3.3. Dosimetric comparison
Figure 5 exhibits the dose difference (expressed as percent of the prescribed dose) of two representative patients. The voxel dose differences were generally much less than 10% except at the distal edge of the beams. Due to the relative difficulty of accurately predicting bone regions from MR images, and the sensitivity of proton dose calculations to HU variation, the large bony structures in the beam direction appear to be the largest source of dose inconsistency. The spot Bragg peaks falling into these representative planes were included in the CT and sCT-based dose map in figure 5. Though slight Bragg peak shifts of some individual spots can be observed with careful examination, in general, the spot locations in sCT-based dose maps agree with those in the CT-based dose maps.
Table 2 tabulates the mean (±SD) and range of voxel-wise dose differences, absolute dose differences (in percent of the prescribed dose) and gamma analysis with 10% dose threshold in each of the 3 planes that intersect with the isocenter. Mean dose difference, and absolute dose difference (in percent of the prescribed dose) among the 17 patients were −0.07% ± 0.07% and 0.23% ± 0.08%. Total mean gamma analysis pass rates at 1 mm/1%, 2 mm/2%, 3 mm/3% criteria with 10% dose threshold were 92.39% ± 5.97%, 97.95% ± 2.95% and 98.97% ± 1.62%, respectively. Figure 6 shows the boxplot of the gamma analysis in the three planes.
Table 2.
Coronal | Transversal | Sagittal | Total% | |
---|---|---|---|---|
Mean dose difference (%) | ||||
Mean(±SD) | −0.13 (0.23) | −0.04 (0.16) | −0.02 (0.09) | −0.07 (0.07) |
Range | −0.68–0.07 | −0.34–0.25 | −0.36–0.09 | −0.68–0.25 |
Mean absolute dose difference (%) | ||||
Mean(±SD) | 0.32 (0.26) | 0.24 (0.12) | 0.12 (0.12) | 0.23 (0.08) |
Range | 0.08–0.94 | 0.11–0.50 | 0.04–0.55 | 0.04–0.94 |
Gamma 1 mm/1% (%) | ||||
Mean(±SD) | 91.88 (5.81) | 92.73 (5.40) | 92.54 (6.71) | 92.39 (5.97) |
Range | 80.2–98.6 | 84.9–98.5 | 69.9–97.8 | 69.9–98.6 |
Gamma 2 mm/2% (%) | ||||
Mean(±SD) | 97.18 (3.63) | 97.24 (3.46) | 99.42 (1.74) | 97.95 (2.95) |
Range | 88.5–100 | 91.4–100 | 92.7–100 | 88.5–100 |
Gamma 3 mm/3% (%) | ||||
Mean(±SD) | 98.47 (2.19) | 98.55 (2.21) | 99.89(0.46) | 98.97 (1.62) |
Range | 92.9–100 | 94.1–100 | 98.1–100 | 92.9–100 |
Figure 7 shows the box plot of relative DVH differences (in percent of the CT-based DVH value) for PTV and OARs.

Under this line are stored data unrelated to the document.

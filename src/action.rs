use std::fs;
use std::io::{self, Write};
use std::path::{Path, PathBuf};

use encoding_rs::Encoding;

use crate::compiler::{TemplateCompiler, TemplateInput};
use crate::derive::{GeneratedOutput, derive_output};
use crate::error::UnitError;
use crate::format::TemplateFormat;
use crate::source::SourceFile;

/// Compile one added or modified template.
#[derive(Debug, Clone)]
pub struct CompileUnit {
    pub source: SourceFile,
    pub destination_dir: PathBuf,
    pub format: TemplateFormat,
    /// Ordered, unique, `%format%` already substituted.
    pub imports: Vec<String>,
    pub constructor_annotations: Vec<String>,
    pub encoding: &'static Encoding,
    pub strict: bool,
}

/// Remove the generated output of one deleted template.
///
/// No format is needed: placement does not depend on it.
#[derive(Debug, Clone)]
pub struct DeleteUnit {
    pub source: SourceFile,
    pub destination_dir: PathBuf,
    pub encoding: &'static Encoding,
}

/// One independently schedulable piece of work, scoped to exactly one template.
#[derive(Debug, Clone)]
pub enum WorkUnit {
    Compile(CompileUnit),
    Delete(DeleteUnit),
}

/// What a successful unit did.
#[derive(Debug, Clone, PartialEq, Eq)]
pub enum UnitOutcome {
    /// The generated file was written or replaced.
    Compiled(PathBuf),
    /// The generated file already had the expected bytes.
    Unchanged(PathBuf),
    Deleted(PathBuf),
    /// Nothing to delete.
    AlreadyAbsent(PathBuf),
    /// The removed file is not named like a template, so it never had an output.
    NoOutput,
}

impl WorkUnit {
    pub fn source(&self) -> &SourceFile {
        match self {
            WorkUnit::Compile(unit) => &unit.source,
            WorkUnit::Delete(unit) => &unit.source,
        }
    }

    pub fn run(&self, compiler: &dyn TemplateCompiler) -> Result<UnitOutcome, UnitError> {
        match self {
            WorkUnit::Compile(unit) => {
                let output = unit.output()?;
                Ok(match compile(unit, compiler)? {
                    Some(written) => UnitOutcome::Compiled(written.path),
                    None => UnitOutcome::Unchanged(output.path),
                })
            }
            WorkUnit::Delete(unit) => delete(unit),
        }
    }
}

impl CompileUnit {
    pub fn source_directory(&self) -> &Path {
        self.source.root()
    }

    fn output(&self) -> Result<GeneratedOutput, UnitError> {
        derive_output(self.source.relative_path(), self.encoding, &self.destination_dir).map_err(
            |source| UnitError::Derive {
                file: self.source.path(),
                source,
            },
        )
    }
}

impl DeleteUnit {
    pub fn source_directory(&self) -> &Path {
        self.source.root()
    }
}

/// Compile one template into its generated file.
///
/// Returns `None` when the generated file already holds exactly the bytes the compiler
/// produced; nothing is written in that case. The output is written to a temporary file
/// next to its final location and renamed into place, so readers never see a partial file.
pub fn compile(
    unit: &CompileUnit,
    compiler: &dyn TemplateCompiler,
) -> Result<Option<GeneratedOutput>, UnitError> {
    let source_path = unit.source.path();
    let output = unit.output()?;

    tracing::info!(
        format = %unit.format.formatter_type,
        encoding = unit.encoding.name(),
        source = %unit.source,
        from = %unit.source_directory().display(),
        into = %unit.destination_dir.display(),
        "compile twirl template"
    );

    let bytes = fs::read(&source_path).map_err(|source| UnitError::Io {
        file: source_path.clone(),
        op: "read",
        target: source_path.clone(),
        source,
    })?;
    let (content, malformed) = unit.encoding.decode_with_bom_removal(&bytes);
    if malformed {
        return Err(UnitError::Encoding {
            file: source_path,
            encoding: unit.encoding.name().to_owned(),
        });
    }

    let generated = compiler
        .generate(&TemplateInput {
            source: &unit.source,
            output: &output,
            content: &content,
            formatter_type: &unit.format.formatter_type,
            format_extension: &unit.format.extension,
            imports: &unit.imports,
            constructor_annotations: &unit.constructor_annotations,
            strict: unit.strict,
        })
        .map_err(|source| UnitError::Compile {
            file: source_path.clone(),
            source,
        })?;

    let (encoded, _, unmappable) = unit.encoding.encode(&generated);
    if unmappable {
        return Err(UnitError::Encoding {
            file: source_path,
            encoding: unit.encoding.name().to_owned(),
        });
    }

    if let Ok(existing) = fs::read(&output.path)
        && existing == encoded.as_ref()
    {
        tracing::debug!(output = %output.path.display(), "generated source is up to date");
        return Ok(None);
    }

    write_atomically(&output.path, &encoded).map_err(|source| UnitError::Io {
        file: source_path,
        op: "write",
        target: output.path.clone(),
        source,
    })?;
    Ok(Some(output))
}

/// Delete the generated file of a template that no longer exists.
///
/// The location is derived from the template's relative path only, exactly as [`compile`]
/// derives it. A generated file that is already gone is not an error.
pub fn delete(unit: &DeleteUnit) -> Result<UnitOutcome, UnitError> {
    let output = match derive_output(unit.source.relative_path(), unit.encoding, &unit.destination_dir) {
        Ok(output) => output,
        Err(err) => {
            tracing::debug!(source = %unit.source, error = %err, "removed file has no generated source");
            return Ok(UnitOutcome::NoOutput);
        }
    };
    tracing::debug!(
        source = %unit.source,
        from = %unit.source_directory().display(),
        "delete generated source"
    );

    match fs::remove_file(&output.path) {
        Ok(()) => {
            tracing::info!(output = %output.path.display(), "delete twirl template");
            Ok(UnitOutcome::Deleted(output.path))
        }
        Err(err) if err.kind() == io::ErrorKind::NotFound => {
            tracing::debug!(output = %output.path.display(), "generated source already absent");
            Ok(UnitOutcome::AlreadyAbsent(output.path))
        }
        Err(source) => Err(UnitError::Io {
            file: unit.source.path(),
            op: "delete",
            target: output.path,
            source,
        }),
    }
}

/// Write `bytes` to `path` via a temp file in the same directory plus rename.
///
/// Creates missing parent directories; concurrent creation of the same directory is fine.
fn write_atomically(path: &Path, bytes: &[u8]) -> io::Result<()> {
    let dir = path
        .parent()
        .ok_or_else(|| io::Error::new(io::ErrorKind::InvalidInput, "output path has no parent"))?;
    fs::create_dir_all(dir)?;

    let mut tmp = tempfile::Builder::new()
        .prefix(".twirl-")
        .suffix(".tmp")
        .tempfile_in(dir)?;
    tmp.write_all(bytes)?;
    tmp.as_file().flush()?;
    tmp.persist(path).map_err(|e| e.error)?;
    Ok(())
}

The PTV dose-volume metrics were generally less than 1%, except for one patient (p08) whose Dmax difference was 1.5%. Penile bulb, femoral head and seminal vesicle DVHs were relatively consistent between CT- and sCT-based plans, with differences much less than 5%. Discrepancies greater than 5% were observed for the rectal (from p10 and p12) and bladder (from p10, p15 and p16) DVHs in select patients. Small rectal volumes received 70 and 75 Gy on the original CT, therefore a minimal absolute difference can result in large relative differences. Large discrepancies in bladder DVH metrics can be caused by differences in organ filling between MR and CT images and variations in femoral head HU that lead to beam overshooting.
3.4. Range evaluation
We compared the proton beam range between the CT- and sCT-based plans (figure 8). The largest absolute range difference (0.75 cm) was found in patient P10 with maximum proton energy of 209.6 MeV. The median and mean absolute range differences were 0.085 cm and 0.234 ± 0.252 cm. Based on the MGH range uncertainty criteria, all beam ranges were within the tolerance level (figure 8, bottom left).
3.5. Individual pencil beam Bragg peak shift
We evaluated the pencil beam Bragg peak shift of two representative cases and the statistics for each patient (figure 9). The largest shift, 3.16 cm, was found in patient P09. The shift occurred at the rectum, due to the MRI-CT mismatch of the tissue-air interface. The median and mean Bragg peak shifts among the 17 patients were 0.09 cm and 0.18 ± 0.07 cm.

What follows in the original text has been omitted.